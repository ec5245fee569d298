//! Configuration for the qblast client, read from a config file and environment variables.
//!

use std::path::{Path, PathBuf};
use std::time::Duration;

use clap::Args as ClapArgs;
use serde::{Deserialize, Serialize};
use tracing::subscriber::set_global_default;
use tracing_subscriber::fmt::{format, layer};
use tracing_subscriber::layer::SubscriberExt;
use tracing_subscriber::{EnvFilter, Registry};

use crate::config::FormattingStyle::{Compact, Full, Json, Pretty};
use crate::error::Error::{ParseError, TracingError};
use crate::error::Result;
use crate::http::client::HttpClientConfig;
use crate::http::{ValidatedUrl, default_base_url};

pub mod parser;

/// Represents a usage string for qblast-rs.
pub const USAGE: &str = "To configure qblast-rs use a config file or environment variables. \
See the documentation of the qblast-config crate for more information.";

fn default_poll_interval() -> u64 {
  5
}

fn default_results_file_path() -> &'static str {
  "response.zip"
}

/// The command line arguments used to locate the config.
#[derive(ClapArgs, Debug, Clone, Default)]
pub struct Args {
  #[arg(
    short,
    long,
    global = true,
    env = "QBLAST_CONFIG",
    help = "Set the location of the config file"
  )]
  config: Option<PathBuf>,
  #[arg(short, long, help = "Print a default config file")]
  print_default_config: bool,
}

impl Args {
  /// Create new args.
  pub fn new(config: Option<PathBuf>, print_default_config: bool) -> Self {
    Self {
      config,
      print_default_config,
    }
  }

  /// Returns the config, or prints the default config and returns `None`.
  pub fn load(&self) -> Result<Option<Config>> {
    if self.print_default_config {
      println!("{}", Config::default_toml()?);
      Ok(None)
    } else {
      Config::from_path(&self.config.clone().unwrap_or_default()).map(Some)
    }
  }
}

/// Determines which tracing formatting style to use.
#[derive(Debug, Copy, Clone, Serialize, Deserialize, Default, PartialEq, Eq)]
pub enum FormattingStyle {
  #[default]
  Full,
  Compact,
  Pretty,
  Json,
}

/// Configuration for the qblast client.
#[derive(Serialize, Deserialize, Debug, Clone)]
#[serde(default)]
pub struct Config {
  formatting_style: FormattingStyle,
  base_url: ValidatedUrl,
  poll_interval: u64,
  results_file_path: PathBuf,
  http_client: HttpClientConfig,
}

impl Default for Config {
  fn default() -> Self {
    Self {
      formatting_style: Full,
      base_url: default_base_url(),
      poll_interval: default_poll_interval(),
      results_file_path: default_results_file_path().into(),
      http_client: Default::default(),
    }
  }
}

impl Config {
  /// Create a new config.
  pub fn new(
    formatting_style: FormattingStyle,
    base_url: ValidatedUrl,
    poll_interval: u64,
    results_file_path: PathBuf,
    http_client: HttpClientConfig,
  ) -> Self {
    Self {
      formatting_style,
      base_url,
      poll_interval,
      results_file_path,
      http_client,
    }
  }

  /// Read a config struct from a TOML file, merged with environment variables.
  pub fn from_path(path: &Path) -> Result<Self> {
    parser::from_path::<Self>(path)?.validate()
  }

  /// Read a config struct from a TOML string, merged with environment variables.
  pub fn from_toml_str(str: &str) -> Result<Self> {
    parser::from_str::<Self>(str)?.validate()
  }

  /// Render the default config as TOML.
  pub fn default_toml() -> Result<String> {
    toml::ser::to_string_pretty(&Config::default()).map_err(|err| ParseError(err.to_string()))
  }

  fn validate(self) -> Result<Self> {
    if self.poll_interval == 0 {
      return Err(ParseError(
        "poll_interval must be greater than zero".to_string(),
      ));
    }

    Ok(self)
  }

  /// Setup tracing, using a global subscriber.
  pub fn setup_tracing(&self) -> Result<()> {
    let env_filter = EnvFilter::try_from_default_env().unwrap_or_else(|_| EnvFilter::new("info"));

    let subscriber = Registry::default().with(env_filter);

    match self.formatting_style() {
      Full => set_global_default(subscriber.with(layer())),
      Compact => set_global_default(subscriber.with(layer().event_format(format().compact()))),
      Pretty => set_global_default(subscriber.with(layer().event_format(format().pretty()))),
      Json => set_global_default(subscriber.with(layer().event_format(format().json()))),
    }
    .map_err(|err| TracingError(err.to_string()))?;

    Ok(())
  }

  /// Get the formatting style.
  pub fn formatting_style(&self) -> FormattingStyle {
    self.formatting_style
  }

  /// Get the base url of the service.
  pub fn base_url(&self) -> &ValidatedUrl {
    &self.base_url
  }

  /// Get the interval between status checks.
  pub fn poll_interval(&self) -> Duration {
    Duration::from_secs(self.poll_interval)
  }

  /// Get the default path that bulk results are written to.
  pub fn results_file_path(&self) -> &Path {
    &self.results_file_path
  }

  /// Get the http client config.
  pub fn http_client(&self) -> &HttpClientConfig {
    &self.http_client
  }
}

#[cfg(test)]
pub(crate) mod tests {
  use std::fmt::Display;

  use figment::Jail;

  use crate::http::DEFAULT_BASE_URL;

  use super::*;

  fn test_config<K, V, F>(contents: Option<&str>, env_variables: Vec<(K, V)>, test_fn: F)
  where
    K: AsRef<str>,
    V: Display,
    F: FnOnce(Config),
  {
    Jail::expect_with(|jail| {
      if let Some(contents) = contents {
        jail.create_file("test.toml", contents)?;
      }

      for (key, value) in env_variables {
        jail.set_env(key, value);
      }

      test_fn(Config::from_path(Path::new("test.toml")).map_err(|err| err.to_string())?);

      Ok(())
    });
  }

  pub(crate) fn test_config_from_env<K, V, F>(env_variables: Vec<(K, V)>, test_fn: F)
  where
    K: AsRef<str>,
    V: Display,
    F: FnOnce(Config),
  {
    test_config(None, env_variables, test_fn);
  }

  pub(crate) fn test_config_from_file<F>(contents: &str, test_fn: F)
  where
    F: FnOnce(Config),
  {
    test_config(Some(contents), Vec::<(&str, &str)>::new(), test_fn);
  }

  #[test]
  fn config_defaults() {
    test_config_from_env(Vec::<(&str, &str)>::new(), |config| {
      assert_eq!(config.base_url().to_string(), DEFAULT_BASE_URL);
      assert_eq!(config.poll_interval(), Duration::from_secs(5));
      assert_eq!(config.results_file_path(), Path::new("response.zip"));
      assert_eq!(config.formatting_style(), Full);
      assert_eq!(config.http_client(), &HttpClientConfig::default());
    });
  }

  #[test]
  fn config_base_url_env() {
    test_config_from_env(
      vec![("QBLAST_BASE_URL", "http://127.0.0.1:8080/Blast.cgi")],
      |config| {
        assert_eq!(
          config.base_url().to_string(),
          "http://127.0.0.1:8080/Blast.cgi"
        );
      },
    );
  }

  #[test]
  fn config_poll_interval_env() {
    test_config_from_env(vec![("QBLAST_POLL_INTERVAL", 60)], |config| {
      assert_eq!(config.poll_interval(), Duration::from_secs(60));
    });
  }

  #[test]
  fn config_http_client_user_agent_env() {
    test_config_from_env(
      vec![("QBLAST_HTTP_CLIENT_USER_AGENT", "qblast-rs")],
      |config| {
        assert_eq!(config.http_client().user_agent(), Some("qblast-rs"));
      },
    );
  }

  #[test]
  fn config_base_url_file() {
    test_config_from_file(
      r#"base_url = "https://example.com/Blast.cgi""#,
      |config| {
        assert_eq!(config.base_url().to_string(), "https://example.com/Blast.cgi");
      },
    );
  }

  #[test]
  fn config_results_file_path_file() {
    test_config_from_file(r#"results_file_path = "results.zip""#, |config| {
      assert_eq!(config.results_file_path(), Path::new("results.zip"));
    });
  }

  #[test]
  fn config_formatting_style_file() {
    test_config_from_file(r#"formatting_style = "Json""#, |config| {
      assert_eq!(config.formatting_style(), Json);
    });
  }

  #[test]
  fn config_http_client_file() {
    test_config_from_file(
      r#"
      [http_client]
      user_agent = "qblast-rs"
      timeout = 30
      "#,
      |config| {
        assert_eq!(config.http_client().user_agent(), Some("qblast-rs"));
        assert_eq!(
          config.http_client().timeout(),
          Some(Duration::from_secs(30))
        );
      },
    );
  }

  #[test]
  #[should_panic]
  fn config_invalid_base_url_scheme() {
    test_config_from_file(r#"base_url = "ftp://example.com/Blast.cgi""#, |_| {});
  }

  #[test]
  #[should_panic]
  fn config_zero_poll_interval() {
    test_config_from_file(r#"poll_interval = 0"#, |_| {});
  }

  #[test]
  fn default_config_is_valid_toml() {
    let toml = Config::default_toml().unwrap();
    Jail::expect_with(|_| {
      let config = Config::from_toml_str(&toml).map_err(|err| err.to_string())?;
      assert_eq!(config.base_url().to_string(), DEFAULT_BASE_URL);
      assert_eq!(config.poll_interval(), Duration::from_secs(5));
      Ok(())
    });
  }
}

....

Required work: Filter the records down to the lines that contain the string "Compact", and copy those lines.

Response:
use crate::config::FormattingStyle::{Compact, Full, Json, Pretty};
  Compact,
      Compact => set_global_default(subscriber.with(layer().event_format(format().compact()))),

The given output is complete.